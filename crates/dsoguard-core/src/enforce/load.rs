use std::collections::BTreeMap;

use super::{Operation, OperationEnforcer};
use crate::cache::{EntityCache, EntityLoader};
use crate::condition::{merge_logic, secure_conditions, validate_logic};
use crate::error::Result;
use crate::fieldpath::ResolvedFieldSet;
use crate::model::{Entity, Trigger};
use crate::principal::Principal;
use crate::protocol::{EntityMetadata, FieldSpec, LoadRequest, OperationModel, RegulatedLoad};

impl OperationEnforcer {
    /// Regulate a batch of load models.
    ///
    /// The entity cache is shared across the batch so response metadata covers
    /// every entity touched by any model.
    pub fn enforce_load<P: Principal + ?Sized>(
        &self,
        request: LoadRequest,
        principal: &P,
        loader: &dyn EntityLoader,
    ) -> Result<RegulatedLoad> {
        for model in &request.operation_models {
            validate_logic(&model.condition_logic)?;
        }

        let mut cache = EntityCache::new(loader);
        let mut models = Vec::with_capacity(request.operation_models.len());
        let mut dropped = Vec::with_capacity(request.operation_models.len());

        for mut model in request.operation_models {
            let entity = cache
                .get(&model.object_name)
                .map_err(|_| Operation::Query.denied(&model.object_name))?;
            if !entity.access.queryable {
                return Err(Operation::Query.denied(&entity.name));
            }

            let (fields, lost) = self.field_gate(&entity, &model, &mut cache);
            model.fields = fields.into_vec();
            dropped.push(lost);

            let secure = secure_conditions(&entity, Trigger::Query, principal)?;
            model.condition_logic = merge_logic(&model.condition_logic, &model.conditions, &secure);
            model.conditions.extend(secure);
            model.schema = entity.schema.clone();

            models.push(model);
        }

        let metadata = request.options.include_metadata.then(|| {
            cache
                .touched()
                .iter()
                .map(|e| (e.name.clone(), EntityMetadata::from(e.as_ref())))
                .collect::<BTreeMap<_, _>>()
        });

        Ok(RegulatedLoad {
            operation_models: models,
            options: request.options,
            metadata,
            dropped,
        })
    }

    /// Expand requested fields; inaccessible ones are dropped and reported.
    fn field_gate(
        &self,
        entity: &Entity,
        model: &OperationModel,
        cache: &mut EntityCache<'_>,
    ) -> (ResolvedFieldSet, Vec<String>) {
        let mut requested = model.fields.clone();
        if !model.aggregate {
            for id_field in entity.id_fields() {
                if !requested.iter().any(|f| f.id == id_field.name) {
                    requested.push(FieldSpec::new(&id_field.name));
                }
            }
        }

        let mut resolved = ResolvedFieldSet::new();
        let mut dropped = Vec::new();
        for field in &requested {
            match self.resolver().resolve(entity, field, cache) {
                Ok(set) => resolved.merge(set),
                Err(e) => {
                    tracing::info!(entity = %entity.name, field = %field.id, reason = %e, "field dropped");
                    dropped.push(field.id.clone());
                }
            }
        }
        (resolved, dropped)
    }
}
_ _ _ _
• [Required action]:
All of the data above should be reproduced exactly, with nothing missing.

• [Answer space]:
filename crates/dsoguard-core/src/enforce/load.rs
use std::collections::BTreeMap;

use super::{Operation, OperationEnforcer};
use crate::cache::{EntityCache, EntityLoader};
use crate::condition::{merge_logic, secure_conditions, validate_logic};
use crate::error::Result;
use crate::fieldpath::ResolvedFieldSet;
use crate::model::{Entity, Trigger};
use crate::principal::Principal;
use crate::protocol::{EntityMetadata, FieldSpec, LoadRequest, OperationModel, RegulatedLoad};

impl OperationEnforcer {
    /// Regulate a batch of load models.
    ///
    /// The entity cache is shared across the batch so response metadata covers
    /// every entity touched by any model.
    pub fn enforce_load<P: Principal + ?Sized>(
        &self,
        request: LoadRequest,
        principal: &P,
        loader: &dyn EntityLoader,
    ) -> Result<RegulatedLoad> {
        for model in &request.operation_models {
            validate_logic(&model.condition_logic)?;
        }

        let mut cache = EntityCache::new(loader);
        let mut models = Vec::with_capacity(request.operation_models.len());
        let mut dropped = Vec::with_capacity(request.operation_models.len());

        for mut model in request.operation_models {
            let entity = cache
                .get(&model.object_name)
                .map_err(|_| Operation::Query.denied(&model.object_name))?;
            if !entity.access.queryable {
                return Err(Operation::Query.denied(&entity.name));
            }

            let (fields, lost) = self.field_gate(&entity, &model, &mut cache);
            model.fields = fields.into_vec();
            dropped.push(lost);

            let secure = secure_conditions(&entity, Trigger::Query, principal)?;
            model.condition_logic = merge_logic(&model.condition_logic, &model.conditions, &secure);
            model.conditions.extend(secure);
            model.schema = entity.schema.clone();

            models.push(model);
        }

        let metadata = request.options.include_metadata.then(|| {
            cache
                .touched()
                .iter()
                .map(|e| (e.name.clone(), EntityMetadata::from(e.as_ref())))
                .collect::<BTreeMap<_, _>>()
        });

        Ok(RegulatedLoad {
            operation_models: models,
            options: request.options,
            metadata,
            dropped,
        })
    }

    /// Expand requested fields; inaccessible ones are dropped and reported.
    fn field_gate(
        &self,
        entity: &Entity,
        model: &OperationModel,
        cache: &mut EntityCache<'_>,
    ) -> (ResolvedFieldSet, Vec<String>) {
        let mut requested = model.fields.clone();
        if !model.aggregate {
            for id_field in entity.id_fields() {
                if !requested.iter().any(|f| f.id == id_field.name) {
                    requested.push(FieldSpec::new(&id_field.name));
                }
            }
        }

        let mut resolved = ResolvedFieldSet::new();
        let mut dropped = Vec::new();
        for field in &requested {
            match self.resolver().resolve(entity, field, cache) {
                Ok(set) => resolved.merge(set),
                Err(e) => {
                    tracing::info!(entity = %entity.name, field = %field.id, reason = %e, "field dropped");
                    dropped.push(field.id.clone());
                }
            }
        }
        (resolved, dropped)
    }
}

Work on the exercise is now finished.